## TASK OBJECTIVE:
Go line by line through the records below. Copy whichever lines contain the string "display".

## STUDY MATERIAL:

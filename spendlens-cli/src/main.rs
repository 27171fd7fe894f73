use anyhow::{bail, Context, Result};
use clap::{Parser, Subcommand};
use spendlens_core::CategorizedSummary;
use spendlens_finance::{report_filename, ReportWriter, StatementPipeline, XlsxReportWriter};
use spendlens_ingest::{PdfTextSource, PlainTextSource, TextSource};
use std::net::SocketAddr;
use std::path::{Path, PathBuf};
use std::sync::Arc;

mod config;
mod health;
mod logging;
mod server;
mod state;

use config::Config;

const VERSION: &str = concat!(env!("CARGO_PKG_VERSION"), " (", env!("SPENDLENS_BUILD_SHA"), ")");

#[derive(Parser, Debug)]
#[command(name = "spendlens", version = VERSION, about = "Categorize bank statement spending")]
struct Cli {
    /// Config file (default: ~/.spendlens/config.toml)
    #[arg(long, global = true)]
    config: Option<PathBuf>,

    #[command(subcommand)]
    command: Command,
}

#[derive(Subcommand, Debug)]
enum Command {
    /// Categorize a statement and print the per-category summary
    Categorize {
        /// Statement PDF
        path: PathBuf,

        /// Treat the input as already-extracted statement text
        #[arg(long)]
        text: bool,

        /// Print the summary as JSON instead of a table
        #[arg(long)]
        json: bool,
    },

    /// Categorize a statement and write the spreadsheet report
    Export {
        /// Statement PDF
        path: PathBuf,

        /// Output file (default: ./expense_report_<timestamp>.xlsx)
        #[arg(long)]
        out: Option<PathBuf>,

        /// Treat the input as already-extracted statement text
        #[arg(long)]
        text: bool,
    },

    /// Run the upload/export web server
    Serve {
        #[arg(long)]
        host: Option<String>,

        #[arg(long)]
        port: Option<u16>,
    },

    /// Report which capabilities are available
    Health,

    /// Manage ~/.spendlens/config.toml
    Config {
        #[command(subcommand)]
        command: ConfigCommand,
    },
}

#[derive(Subcommand, Debug)]
enum ConfigCommand {
    /// Write the default config (no-op if it exists)
    Init,

    /// Print the effective config
    Show,
}

#[tokio::main]
async fn main() -> Result<()> {
    logging::init_tracing();
    let cli = Cli::parse();
    let config_path = cli.config.as_deref();

    match cli.command {
        Command::Categorize { path, text, json } => {
            let cfg = config::load_config(config_path)?;
            let summary = categorize(&cfg, &path, text).await?;
            if json {
                println!("{}", serde_json::to_string_pretty(&summary)?);
            } else {
                print_summary(&summary);
            }
        }

        Command::Export { path, out, text } => {
            let cfg = config::load_config(config_path)?;
            let summary = categorize(&cfg, &path, text).await?;
            let writer = XlsxReportWriter;
            let out = out.unwrap_or_else(|| {
                PathBuf::from(report_filename(&chrono::Local::now(), writer.file_extension()))
            });
            let bytes = writer.render(&summary).context("render report")?;
            std::fs::write(&out, bytes).with_context(|| format!("write {}", out.display()))?;
            println!(
                "Wrote {} ({} transactions, AED {:.2})",
                out.display(),
                summary.total_transactions,
                summary.total_expenses
            );
        }

        Command::Serve { host, port } => {
            let cfg = config::load_config(config_path)?;
            let host = host.unwrap_or_else(|| cfg.server.host.clone());
            let port = port.unwrap_or(cfg.server.port);
            let addr: SocketAddr = format!("{}:{}", host, port)
                .parse()
                .with_context(|| format!("invalid listen address {}:{}", host, port))?;
            server::serve(server::AppState::new(cfg), addr).await?;
        }

        Command::Health => {
            let cfg = config::load_config(config_path)?;
            let report = health::HealthReport::check(&cfg);
            println!("{}", serde_json::to_string_pretty(&report)?);
        }

        Command::Config { command } => match command {
            ConfigCommand::Init => config::init_config(config_path)?,
            ConfigCommand::Show => config::show_config(&config::load_config(config_path)?)?,
        },
    }

    Ok(())
}

async fn categorize(cfg: &Config, path: &Path, text: bool) -> Result<CategorizedSummary> {
    if !path.exists() {
        bail!("Statement not found: {}", path.display());
    }
    let source: Arc<dyn TextSource> = if text {
        Arc::new(PlainTextSource)
    } else {
        Arc::new(PdfTextSource)
    };
    let pipeline =
        StatementPipeline::from_env(source, &cfg.llm_config(), &cfg.pipeline_settings())?;
    let summary = pipeline
        .process_file(path)
        .await
        .with_context(|| format!("processing {}", path.display()))?;
    Ok(summary)
}

fn print_summary(summary: &CategorizedSummary) {
    if summary.is_empty() {
        println!("No transactions found.");
        return;
    }

    for (category, group) in &summary.categories {
        println!(
            "{:<20} AED {:>10.2}  ({} transactions)",
            category.as_str(),
            group.total,
            group.transactions.len()
        );
        for t in &group.transactions {
            println!("    {:<10} {:<48} {:>10.2}", t.date, t.description, t.amount);
        }
    }

    println!(
        "\n{:<20} AED {:>10.2}  ({} transactions)",
        "TOTAL", summary.total_expenses, summary.total_transactions
    );
}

## EXERCISE ANSWER:
            std::fs::write(&out, bytes).with_context(|| format!("write {}", out.display()))?;
                out.display(),
        bail!("Statement not found: {}", path.display());
        .with_context(|| format!("processing {}", path.display()))?;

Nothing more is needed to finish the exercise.